### WHAT YOU NEED TO DO
Search the entries below. Return every line that has "enum" in it.

Saved data entries
//! Sync coordinator
//!
//! Applies graph projections after relational commits. The booking path
//! never fails because the graph is unreachable: failed writes are queued
//! in the outbox and the relational commit stands. Curated graph edits
//! (specializations, service links) are operator-driven and surface their
//! errors instead.

use crate::catalog::{Customer, Service, Staff};
use crate::graph::edge::{EdgeKind, GraphNode, NodeKind};
use crate::graph::store::{AppointmentProjection, GraphStore};
use crate::sync::outbox::{OutboxOp, OutboxRepository, OutboxStatus};
use crate::storage::Database;
use crate::Result;
use std::sync::Arc;

/// Outcome of one outbox flush
#[derive(Debug, Clone, Copy, Default, PartialEq, Eq)]
pub struct FlushReport {
    /// Entries applied and removed
    pub applied: u64,
    /// Entries that failed again and stayed pending
    pub retried: u64,
    /// Entries parked as dead this flush
    pub dead: u64,
}

/// Coordinates writes across the relational store and the graph projection
#[derive(Clone)]
pub struct SyncCoordinator {
    relational: Database,
    graph: Arc<dyn GraphStore>,
    outbox_max_attempts: i64,
}

impl SyncCoordinator {
    pub fn new(relational: Database, graph: Arc<dyn GraphStore>, outbox_max_attempts: u32) -> Self {
        Self {
            relational,
            graph,
            outbox_max_attempts: i64::from(outbox_max_attempts),
        }
    }

    /// The graph store this coordinator writes through
    pub fn graph(&self) -> &Arc<dyn GraphStore> {
        &self.graph
    }

    // ========== Projection writes (outbox-backed) ==========

    /// Mirror a customer into the graph
    pub async fn project_customer(&self, customer: &Customer) -> Result<()> {
        self.apply_or_queue(OutboxOp::UpsertNode {
            node: GraphNode::new(&customer.id, NodeKind::Customer, &customer.name),
        })
        .await
    }

    /// Mirror a staff member into the graph
    pub async fn project_staff(&self, staff: &Staff) -> Result<()> {
        self.apply_or_queue(OutboxOp::UpsertNode {
            node: GraphNode::new(&staff.id, NodeKind::Staff, &staff.name),
        })
        .await
    }

    /// Mirror a service into the graph
    pub async fn project_service(&self, service: &Service) -> Result<()> {
        self.apply_or_queue(OutboxOp::UpsertNode {
            node: GraphNode::new(&service.id, NodeKind::Service, &service.name),
        })
        .await
    }

    /// Project a booked appointment and its structural edges
    pub async fn project_appointment(&self, projection: AppointmentProjection) -> Result<()> {
        self.apply_or_queue(OutboxOp::ProjectAppointment { projection })
            .await
    }

    /// Apply completion feedback: accumulate the service preference and
    /// fold the satisfaction into the staff running average. The caller
    /// guarantees this runs at most once per appointment.
    pub async fn apply_completion(
        &self,
        customer_id: &str,
        staff_id: &str,
        service_id: &str,
        satisfaction: f64,
    ) -> Result<()> {
        self.apply_or_queue(OutboxOp::RecordPreference {
            customer_id: customer_id.to_string(),
            service_id: service_id.to_string(),
            satisfaction,
        })
        .await?;
        self.apply_or_queue(OutboxOp::RecordStaffFeedback {
            customer_id: customer_id.to_string(),
            staff_id: staff_id.to_string(),
            satisfaction,
        })
        .await
    }

    // ========== Curated graph edits (errors surface) ==========

    /// Set a staff member's expertise level for a service
    pub async fn set_specialization(
        &self,
        staff_id: &str,
        service_id: &str,
        expertise_level: f64,
    ) -> Result<()> {
        self.graph
            .set_specialization(staff_id, service_id, expertise_level)
            .await
    }

    /// Link two services with a curated relation
    pub async fn link_services(
        &self,
        service_id: &str,
        other_service_id: &str,
        kind: EdgeKind,
        strength: f64,
    ) -> Result<()> {
        self.graph
            .link_services(service_id, other_service_id, kind, strength)
            .await
    }

    // ========== Outbox ==========

    /// Retry queued graph writes, oldest first
    pub async fn flush_outbox(&self) -> Result<FlushReport> {
        let outbox = OutboxRepository::new(&self.relational);
        let mut report = FlushReport::default();

        for entry in outbox.list_pending(100).await? {
            match self.apply_op(&entry.op).await {
                Ok(()) => {
                    outbox.mark_applied(&entry.id).await?;
                    report.applied += 1;
                }
                Err(e) => {
                    outbox
                        .record_failure(&entry.id, &e.to_string(), self.outbox_max_attempts)
                        .await?;
                    if entry.attempts + 1 >= self.outbox_max_attempts {
                        tracing::error!(
                            outbox_id = %entry.id,
                            op = entry.op.tag(),
                            attempts = entry.attempts + 1,
                            "Outbox entry exhausted its retries"
                        );
                        report.dead += 1;
                    } else {
                        report.retried += 1;
                    }
                }
            }
        }

        if report != FlushReport::default() {
            tracing::info!(
                applied = report.applied,
                retried = report.retried,
                dead = report.dead,
                "Flushed graph outbox"
            );
        }
        Ok(report)
    }

    /// Queued writes awaiting retry
    pub async fn pending_outbox(&self) -> Result<i64> {
        OutboxRepository::new(&self.relational)
            .count(OutboxStatus::Pending)
            .await
    }

    /// Writes that exhausted their retries
    pub async fn dead_outbox(&self) -> Result<i64> {
        OutboxRepository::new(&self.relational)
            .count(OutboxStatus::Dead)
            .await
    }

    async fn apply_or_queue(&self, op: OutboxOp) -> Result<()> {
        if let Err(e) = self.apply_op(&op).await {
            tracing::warn!(op = op.tag(), error = %e, "Graph write failed, queueing for retry");
            OutboxRepository::new(&self.relational)
                .enqueue(&op, &e.to_string())
                .await?;
        }
        Ok(())
    }

    async fn apply_op(&self, op: &OutboxOp) -> Result<()> {
        match op {
            OutboxOp::UpsertNode { node } => self.graph.upsert_node(node).await,
            OutboxOp::ProjectAppointment { projection } => {
                self.graph.project_appointment(projection).await
            }
            OutboxOp::RecordPreference {
                customer_id,
                service_id,
                satisfaction,
            } => {
                self.graph
                    .record_preference(customer_id, service_id, *satisfaction)
                    .await
            }
            OutboxOp::RecordStaffFeedback {
                customer_id,
                staff_id,
                satisfaction,
            } => {
                self.graph
                    .record_staff_feedback(customer_id, staff_id, *satisfaction)
                    .await
            }
        }
    }
}
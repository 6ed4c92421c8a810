//! Graph node and edge types
//!
//! Nodes mirror relational identities; edges carry the relationship
//! weights the recommender traverses.

use serde::{Deserialize, Serialize};

/// Kinds of nodes in the preference graph
#[derive(Debug, Clone, Copy, PartialEq, Eq, Hash, Serialize, Deserialize)]
#[serde(rename_all = "snake_case")]
pub enum NodeKind {
    Customer,
    Staff,
    Service,
    Appointment,
}

impl NodeKind {
    /// Get the string representation
    pub fn as_str(&self) -> &'static str {
        match self {
            Self::Customer => "customer",
            Self::Staff => "staff",
            Self::Service => "service",
            Self::Appointment => "appointment",
        }
    }

    /// Parse from string
    pub fn parse(s: &str) -> Option<Self> {
        match s {
            "customer" => Some(Self::Customer),
            "staff" => Some(Self::Staff),
            "service" => Some(Self::Service),
            "appointment" => Some(Self::Appointment),
            _ => None,
        }
    }
}

/// A node in the preference graph
///
/// The id equals the relational id of the entity it mirrors, which is what
/// makes every projection write an idempotent upsert.
#[derive(Debug, Clone, Serialize, Deserialize)]
pub struct GraphNode {
    pub id: String,
    pub kind: NodeKind,
    /// Display name, used for deterministic tie-breaks in recommendations
    pub label: String,
}

impl GraphNode {
    pub fn new(id: impl Into<String>, kind: NodeKind, label: impl Into<String>) -> Self {
        Self {
            id: id.into(),
            kind,
            label: label.into(),
        }
    }
}

/// Types of edges between graph nodes
#[derive(Debug, Clone, Copy, PartialEq, Eq, Hash, Serialize, Deserialize)]
#[serde(rename_all = "snake_case")]
pub enum EdgeKind {
    /// Customer favors a service; strength is the accumulated satisfaction
    /// sum, count the number of completions
    Prefers,
    /// Customer has worked with a staff member; strength is a running
    /// satisfaction average
    WorkedWith,
    /// Staff member is qualified for a service; strength is the expertise
    /// level, edited explicitly rather than learned
    SpecializesIn,
    /// Two services are commonly booked together (author-curated, symmetric)
    Complements,
    /// Two services substitute for each other (symmetric)
    AlternativeTo,
    /// One service is commonly followed by another (directed)
    Sequential,
    /// Customer booked an appointment
    Booked,
    /// Appointment is assigned to a staff member
    AssignedTo,
    /// Appointment is for a service
    ForService,
}

impl EdgeKind {
    /// Get the string representation
    pub fn as_str(&self) -> &'static str {
        match self {
            Self::Prefers => "prefers",
            Self::WorkedWith => "worked_with",
            Self::SpecializesIn => "specializes_in",
            Self::Complements => "complements",
            Self::AlternativeTo => "alternative_to",
            Self::Sequential => "sequential",
            Self::Booked => "booked",
            Self::AssignedTo => "assigned_to",
            Self::ForService => "for_service",
        }
    }

    /// Parse from string
    pub fn parse(s: &str) -> Option<Self> {
        match s {
            "prefers" => Some(Self::Prefers),
            "worked_with" => Some(Self::WorkedWith),
            "specializes_in" => Some(Self::SpecializesIn),
            "complements" => Some(Self::Complements),
            "alternative_to" => Some(Self::AlternativeTo),
            "sequential" => Some(Self::Sequential),
            "booked" => Some(Self::Booked),
            "assigned_to" => Some(Self::AssignedTo),
            "for_service" => Some(Self::ForService),
            _ => None,
        }
    }

    /// Symmetric edges are stored in both directions
    pub fn is_symmetric(&self) -> bool {
        matches!(self, Self::Complements | Self::AlternativeTo)
    }

    /// Get all edge kinds
    pub fn all() -> &'static [EdgeKind] {
        &[
            Self::Prefers,
            Self::WorkedWith,
            Self::SpecializesIn,
            Self::Complements,
            Self::AlternativeTo,
            Self::Sequential,
            Self::Booked,
            Self::AssignedTo,
            Self::ForService,
        ]
    }
}

impl std::fmt::Display for EdgeKind {
    fn fmt(&self, f: &mut std::fmt::Formatter<'_>) -> std::fmt::Result {
        write!(f, "{}", self.as_str())
    }
}

#[cfg(test)]
mod tests {
    use super::*;

    #[test]
    fn test_edge_kind_parse_roundtrip() {
        for kind in EdgeKind::all() {
            assert_eq!(EdgeKind::parse(kind.as_str()), Some(*kind));
        }
        assert_eq!(EdgeKind::parse("unknown"), None);
    }

    #[test]
    fn test_symmetric_kinds() {
        assert!(EdgeKind::Complements.is_symmetric());
        assert!(EdgeKind::AlternativeTo.is_symmetric());
        assert!(!EdgeKind::Sequential.is_symmetric());
        assert!(!EdgeKind::Prefers.is_symmetric());
        assert!(!EdgeKind::WorkedWith.is_symmetric());
    }

    #[test]
    fn test_node_kind_parse() {
        assert_eq!(NodeKind::parse("customer"), Some(NodeKind::Customer));
        assert_eq!(NodeKind::parse("appointment"), Some(NodeKind::Appointment));
        assert_eq!(NodeKind::parse("nope"), None);
    }
}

### ANSWER SPACE
pub enum NodeKind {
pub enum EdgeKind {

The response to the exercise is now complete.